Updated 11:09 PM ET
(CBS/AP) SEATTLE - The U.S. soldier accused of slaughtering 16 Afghan villagers last weekend had been reluctant to leave on his fourth deployment and had been staying in a camp where someone was severely wounded the day before the shooting, a Seattle lawyer said Thursday.
"We have been informed that at this small base that he was at, somebody was gravely injured the day before the alleged incident -- gravely injured, and that affected all of the soldiers," said the lawyer, John Henry Browne.
Browne declined to release his client's name, citing concerns for the soldier's family, which is under protection on Joint Base Lewis-McChord, near Tacoma. But he did say that the soldier had previously been injured twice, and he and his family thought he was done fighting.
"He wasn't thrilled about going on another deployment," Browne said. "He was told he wasn't going back, and then he was told he was going."
He told reporters that he's met with the wife and other family members of the 38-year-old staff sergeant.
"They were totally shocked," he said. "He's never said anything antagonistic about Muslims. He's in general very mild-mannered."
Browne said he knew little of the facts of the shooting, but disputed reports that a combination of alcohol, stress and domestic issues caused him to snap. He said the family said they were unaware of any drinking problem, and described the couple's marriage as "fabulous."
Earlier, CBS News had confirmed that Browne, whose clients have included serial killer Ted Bundy and "Barefoot Bandit" Colton Harris Moore, was employed by the suspect's family to serve as an attorney for the suspect.
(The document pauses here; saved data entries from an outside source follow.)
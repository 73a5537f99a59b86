use thiserror::Error;

/// HTTP client and transport errors.
#[derive(Debug, Error)]
pub enum ClientError {
    /// The request could not be sent or its body could not be read.
    #[error("HTTP request failed: {0}")]
    Request(#[from] reqwest::Error),

    /// The request URL could not be built from the base URL and path.
    #[error("invalid URL: {0}")]
    InvalidUrl(String),

    /// A resource id that cannot be addressed as one path segment.
    #[error("invalid resource id: {0:?}")]
    InvalidId(String),

    /// A header name or value was rejected.
    #[error("invalid header: {0}")]
    InvalidHeader(String),
}
//! Validation of regex filter values.

use fancy_regex::RegexBuilder;

use crate::error::FilterError;

/// Checks that a Regex/NotRegex value compiles.
///
/// Lookaround and backreferences are accepted, matching the server's
/// PCRE-style dialect.
///
/// Accepts a bare pattern (`test.*`) or a slash-delimited literal with an
/// optional `i` flag (`/ring/i`). Any other text after the closing slash
/// is read as "no flags".
pub(crate) fn validate_regex(literal: &str) -> Result<(), FilterError> {
    let (pattern, case_insensitive) = split_literal(literal);

    RegexBuilder::new(pattern)
        .case_insensitive(case_insensitive)
        .build()
        .map(|_| ())
        .map_err(|source| FilterError::InvalidRegexPattern {
            pattern: literal.to_string(),
            source,
        })
}

/// Splits `/pattern/flags` into `(pattern, ignore_case)`.
fn split_literal(literal: &str) -> (&str, bool) {
    if let Some(rest) = literal.strip_prefix('/')
        && let Some(end) = rest.rfind('/')
    {
        let (pattern, flags) = (&rest[..end], &rest[end + 1..]);
        return (pattern, flags == "i");
    }

    (literal, false)
}

#[cfg(test)]
mod tests {
    use super::*;

    #[test]
    fn test_split_literal() {
        assert_eq!(split_literal("/ring/i"), ("ring", true));
        assert_eq!(split_literal("/ring/"), ("ring", false));
        assert_eq!(split_literal("/ring/gx"), ("ring", false));
        assert_eq!(split_literal("test.*"), ("test.*", false));
        assert_eq!(split_literal("/a/b/i"), ("a/b", true));
        // No closing slash: the whole literal is the pattern
        assert_eq!(split_literal("/ring"), ("/ring", false));
    }

    #[test]
    fn test_valid_patterns() {
        assert!(validate_regex("/ring/i").is_ok());
        assert!(validate_regex("test.*").is_ok());
        assert!(validate_regex("^Frodo").is_ok());
    }

    #[test]
    fn test_lookaround_is_accepted() {
        assert!(validate_regex("/^(?!Frodo)/i").is_ok());
        assert!(validate_regex(r"(?<=Mr\. )Frodo").is_ok());
        assert!(validate_regex(r"/(?<!Sam)wise/").is_ok());
    }

    #[test]
    fn test_backreference_is_accepted() {
        assert!(validate_regex(r"(a)\1").is_ok());
        assert!(validate_regex(r"/(\w+) \1/i").is_ok());
    }

    #[test]
    fn test_invalid_pattern_carries_literal() {
        let err = validate_regex("[invalid").unwrap_err();
        match &err {
            FilterError::InvalidRegexPattern { pattern, .. } => assert_eq!(pattern, "[invalid"),
            other => panic!("Expected InvalidRegexPattern, got {other:?}"),
        }
        assert!(err.to_string().contains("[invalid"));
    }

    #[test]
    fn test_invalid_pattern_inside_slashes() {
        let err = validate_regex("/(unclosed/i").unwrap_err();
        assert!(err.to_string().starts_with("Invalid regex pattern: /(unclosed/i"));
    }
}
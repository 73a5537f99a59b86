//! Layered error types for the Fellowship client.
//!
//! The error hierarchy is structured for actionable diagnostics:
//! - [`FellowshipError`] - Top-level error type for all client operations
//! - [`FilterError`] - Filter construction errors (programmer errors)
//! - [`ApiError`] - Non-success HTTP responses from the API
//! - [`ClientError`] - HTTP client and network errors
//! - [`ValidationError`] - Response parsing errors
//! - [`ConfigError`] - Client configuration errors

mod api_error;
mod client_error;
mod config_error;
mod fellowship_error;
mod filter_error;
mod validation_error;

pub use api_error::ApiError;
pub use client_error::ClientError;
pub use config_error::ConfigError;
pub use fellowship_error::FellowshipError;
pub use filter_error::FilterError;
pub use validation_error::ValidationError;
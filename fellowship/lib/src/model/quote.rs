use serde::{Deserialize, Serialize};
use strum::{Display, EnumIter};

use super::{FieldDescriptor, Model};

/// A line of dialog spoken in one of the films.
#[derive(Debug, Clone, PartialEq, Eq, Default, Serialize, Deserialize)]
#[serde(default)]
pub struct Quote {
    #[serde(rename = "_id")]
    pub id: String,
    pub dialog: String,
    /// Id of the character speaking.
    pub character: String,
    /// Id of the movie the quote is from.
    pub movie: String,
}

/// Filterable fields of [`Quote`].
#[derive(Debug, Clone, Copy, PartialEq, Eq, Hash, Display, EnumIter)]
pub enum QuoteField {
    Id,
    Dialog,
    Character,
    Movie,
}

impl Model for Quote {
    type Field = QuoteField;

    const NAME: &'static str = "Quote";

    const FIELDS: &'static [FieldDescriptor<QuoteField>] = &[
        FieldDescriptor::renamed(QuoteField::Id, "id", "_id"),
        FieldDescriptor::new(QuoteField::Dialog, "dialog"),
        FieldDescriptor::new(QuoteField::Character, "character"),
        FieldDescriptor::new(QuoteField::Movie, "movie"),
    ];
}
//! Single-page resource fetches with tracing instrumentation.
//!
//! This module provides the [`ResourceFetcher`], which turns a resource
//! path and a [`PageRequest`] into one authenticated GET request and maps
//! the outcome to an [`ApiResponse`] or a [`FellowshipError`].

use std::time::{Duration, Instant};

use reqwest::header::{HeaderMap, HeaderName, HeaderValue, AUTHORIZATION};
use tokio_util::sync::CancellationToken;
use tracing::{debug, error, instrument, warn, Span};
use url::Url;

use crate::error::{ApiError, ClientError, FellowshipError, ValidationError};
use crate::model::Model;
use crate::query::PageRequest;
use crate::response::ApiResponse;

/// Builder for configuring a [`ResourceFetcher`].
#[derive(Debug)]
pub struct ResourceFetcherBuilder {
    base_url: Url,
    timeout: Option<Duration>,
    default_headers: HeaderMap,
}

impl ResourceFetcherBuilder {
    fn new(base_url: Url) -> Self {
        Self {
            base_url,
            timeout: None,
            default_headers: HeaderMap::new(),
        }
    }

    /// Sets a transport-level timeout. No timeout is applied by default.
    pub fn timeout(mut self, timeout: Duration) -> Self {
        self.timeout = Some(timeout);
        self
    }

    /// Sends `Authorization: Bearer <api_key>` with every request.
    ///
    /// ## Errors
    ///
    /// Returns an error if the key contains characters not allowed in a
    /// header value.
    pub fn bearer_token(mut self, api_key: &str) -> Result<Self, FellowshipError> {
        let mut value = HeaderValue::try_from(format!("Bearer {api_key}"))
            .map_err(|e| ClientError::InvalidHeader(format!("authorization: {e}")))?;
        value.set_sensitive(true);
        self.default_headers.insert(AUTHORIZATION, value);
        Ok(self)
    }

    /// Adds a default header to all requests.
    ///
    /// ## Errors
    ///
    /// Returns an error if the header name or value is invalid.
    pub fn default_header(
        mut self,
        name: impl AsRef<str>,
        value: impl AsRef<str>,
    ) -> Result<Self, FellowshipError> {
        let name = HeaderName::try_from(name.as_ref())
            .map_err(|e| ClientError::InvalidHeader(format!("invalid header name: {e}")))?;
        let value = HeaderValue::try_from(value.as_ref())
            .map_err(|e| ClientError::InvalidHeader(format!("invalid header value: {e}")))?;
        self.default_headers.insert(name, value);
        Ok(self)
    }

    /// Builds the [`ResourceFetcher`].
    ///
    /// ## Errors
    ///
    /// Returns an error if the HTTP client cannot be constructed.
    pub fn build(self) -> Result<ResourceFetcher, FellowshipError> {
        let mut builder = reqwest::Client::builder().default_headers(self.default_headers);
        if let Some(timeout) = self.timeout {
            builder = builder.timeout(timeout);
        }
        let client = builder.build().map_err(ClientError::Request)?;

        Ok(ResourceFetcher {
            client,
            base_url: with_trailing_slash(self.base_url),
            cancel: None,
        })
    }
}

/// Issues authenticated GET requests against one API base URL.
///
/// Cloning is cheap and clones share the underlying connection pool. The
/// base URL and headers are fixed at construction.
///
/// ## Examples
///
/// ```rust,ignore
/// use fellowship::{PageRequest, ResourceFetcher};
/// use fellowship::model::Movie;
/// use url::Url;
///
/// let fetcher = ResourceFetcher::new(Url::parse("https://the-one-api.dev/v2/")?, "api-key")?;
/// let page = fetcher.fetch::<Movie>("movie", &PageRequest::new().limit(5)).await?;
/// println!("{} of {} movies", page.docs.len(), page.total);
/// ```
#[derive(Debug, Clone)]
pub struct ResourceFetcher {
    client: reqwest::Client,
    base_url: Url,
    cancel: Option<CancellationToken>,
}

impl ResourceFetcher {
    /// Creates a new builder for configuring a fetcher.
    pub fn builder(base_url: Url) -> ResourceFetcherBuilder {
        ResourceFetcherBuilder::new(base_url)
    }

    /// Creates a fetcher that authenticates with a bearer token.
    ///
    /// ## Errors
    ///
    /// Returns an error if the key is not a valid header value or the HTTP
    /// client cannot be constructed.
    pub fn new(base_url: Url, api_key: &str) -> Result<Self, FellowshipError> {
        Self::builder(base_url).bearer_token(api_key)?.build()
    }

    /// Returns the base URL for this fetcher.
    pub fn base_url(&self) -> &Url {
        &self.base_url
    }

    /// Returns a fetcher whose calls end with [`FellowshipError::Cancelled`]
    /// once `token` is cancelled.
    pub fn with_cancellation(&self, token: CancellationToken) -> Self {
        Self {
            cancel: Some(token),
            ..self.clone()
        }
    }

    /// Fetches one page of `T` from `path` (relative to the base URL).
    ///
    /// ## Errors
    ///
    /// - [`FellowshipError::Api`] for any non-2xx status, carrying the raw body
    /// - [`FellowshipError::Validation`] if a 2xx body is not a page envelope
    /// - [`FellowshipError::Client`] for transport failures
    /// - [`FellowshipError::Cancelled`] if the cancellation token fires first
    #[instrument(
        name = "api_request",
        skip(self, request),
        fields(
            http.method = "GET",
            http.url = tracing::field::Empty,
            http.status_code = tracing::field::Empty,
            otel.kind = "client",
            otel.status_code = tracing::field::Empty,
        )
    )]
    pub async fn fetch<T: Model>(
        &self,
        path: &str,
        request: &PageRequest<T>,
    ) -> Result<ApiResponse<T>, FellowshipError> {
        let path_and_query = request.path_and_query(path);
        let url = self
            .base_url
            .join(&path_and_query)
            .map_err(|e| ClientError::InvalidUrl(format!("{path_and_query}: {e}")))?;

        Span::current().record("http.url", url.as_str());
        debug!(url = %url, "Making HTTP request");

        let Some(token) = &self.cancel else {
            return self.exchange(url).await;
        };

        tokio::select! {
            biased;
            _ = token.cancelled() => {
                warn!("Request cancelled before completion");
                Err(FellowshipError::Cancelled)
            }
            result = self.exchange(url) => result,
        }
    }

    async fn exchange<T: Model>(&self, url: Url) -> Result<ApiResponse<T>, FellowshipError> {
        let start = Instant::now();

        let response = self.client.get(url).send().await.map_err(|e| {
            warn!(error = %e, "HTTP request failed");
            ClientError::Request(e)
        })?;

        let status = response.status();
        let status_code = status.as_u16();
        Span::current().record("http.status_code", status_code);
        debug!(
            duration_ms = millis(start.elapsed()),
            http.status_code = status_code,
            "HTTP request completed"
        );

        if !status.is_success() {
            let message = response.text().await.map_err(ClientError::Request)?;

            let otel_status = if status.is_server_error() {
                "ERROR"
            } else {
                "UNSET"
            };
            Span::current().record("otel.status_code", otel_status);
            error!(http.status_code = status_code, %message, "API request failed");

            return Err(ApiError::new(status_code, message).into());
        }

        Span::current().record("otel.status_code", "OK");

        let body = response.bytes().await.map_err(ClientError::Request)?;
        let page = ApiResponse::<T>::from_json(&body).map_err(|e| {
            error!(error = %e, "Failed to deserialize response");
            ValidationError::JsonParse(e)
        })?;

        debug!(item_count = page.docs.len(), "Successfully deserialized items");
        Ok(page)
    }
}

/// Whole milliseconds, saturating at `u64::MAX`.
fn millis(duration: Duration) -> u64 {
    u64::try_from(duration.as_millis()).unwrap_or(u64::MAX)
}

/// Relative paths only join below the base when it ends with `/`.
fn with_trailing_slash(mut url: Url) -> Url {
    if !url.path().ends_with('/') {
        let path = format!("{}/", url.path());
        url.set_path(&path);
    }
    url
}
The attorney has spoken with the suspect and his current military attorneys by telephone, CBS News has learned. The suspect may be moved to the U.S. from Kuwait, though no decision has been made. If that is not possible, then Browne will travel to Kuwait as early as next week.
The suspect requested Browne by name; It was unclear whether he was familiar with Browne from television coverage of the "Barefoot Bandit" case or elsewhere. The suspect in not from Washington state.
The soldier deployed in December. A congressional source, speaking on the condition of anonymity due to the sensitivity of the information, told The Associated Press that he was with the 2nd Battalion, 3rd Infantry Regiment of the 3rd Stryker Brigade Combat Team before being assigned to a village stability operation near the villages where the attack took place.
. CBS News correspondent David Martin reports that Defense Department spokesman Capt. John Kirby said the suspect was moved because "we do not have an appropriate detention facility in Afghanistan" and that the move was made on the legal recommendation of the command's lawyer.
The suspect's removal Wednesday came hours after surveillance video was released showing him walking up to his base, laying down his weapon and raising his arms in surrender, according to an Afghan official who viewed the footage.
The official said Wednesday there were also two to three hours of video footage covering the time of the attack that Afghan investigators are trying to get from the U.S. military. He spoke on condition of anonymity because of the sensitivity of the issue.
U.S. authorities showed their Afghan counterparts the video of the surrender to prove that only one perpetrator was involved in Sunday's shootings, the official said. The shootings, which killed nine children among the 16 dead, has further strained already shaky relations between the U.S. and Afghanistan.